> _WHAT YOU ARE ASKED TO DO_
Word for word, return every record that follows.

> _SOURCE DATA_
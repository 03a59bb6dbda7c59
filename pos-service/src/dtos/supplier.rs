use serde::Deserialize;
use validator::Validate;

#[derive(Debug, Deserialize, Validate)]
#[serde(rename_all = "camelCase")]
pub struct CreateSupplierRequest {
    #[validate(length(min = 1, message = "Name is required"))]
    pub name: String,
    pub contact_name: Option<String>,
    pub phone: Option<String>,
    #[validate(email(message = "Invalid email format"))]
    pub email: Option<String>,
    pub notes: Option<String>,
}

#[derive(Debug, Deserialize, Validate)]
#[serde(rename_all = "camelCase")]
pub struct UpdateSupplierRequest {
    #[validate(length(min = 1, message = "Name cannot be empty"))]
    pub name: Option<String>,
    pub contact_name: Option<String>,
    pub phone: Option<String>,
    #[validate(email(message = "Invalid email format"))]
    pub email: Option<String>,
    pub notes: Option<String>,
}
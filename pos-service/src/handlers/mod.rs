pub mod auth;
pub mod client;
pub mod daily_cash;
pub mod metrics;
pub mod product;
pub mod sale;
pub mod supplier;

> _YOUR SOLUTION_
repository 03a59bb6dbda7c59
filename pos-service/src/dtos/supplier.rs
use serde::Deserialize;
use validator::Validate;

#[derive(Debug, Deserialize, Validate)]
#[serde(rename_all = "camelCase")]
pub struct CreateSupplierRequest {
    #[validate(length(min = 1, message = "Name is required"))]
    pub name: String,
    pub contact_name: Option<String>,
    pub phone: Option<String>,
    #[validate(email(message = "Invalid email format"))]
    pub email: Option<String>,
    pub notes: Option<String>,
}

#[derive(Debug, Deserialize, Validate)]
#[serde(rename_all = "camelCase")]
pub struct UpdateSupplierRequest {
    #[validate(length(min = 1, message = "Name cannot be empty"))]
    pub name: Option<String>,
    pub contact_name: Option<String>,
    pub phone: Option<String>,
    #[validate(email(message = "Invalid email format"))]
    pub email: Option<String>,
    pub notes: Option<String>,
}
filename pos-service/src/handlers/mod.rs
pub mod auth;
pub mod client;
pub mod daily_cash;
pub mod metrics;
pub mod product;
pub mod sale;
pub mod supplier;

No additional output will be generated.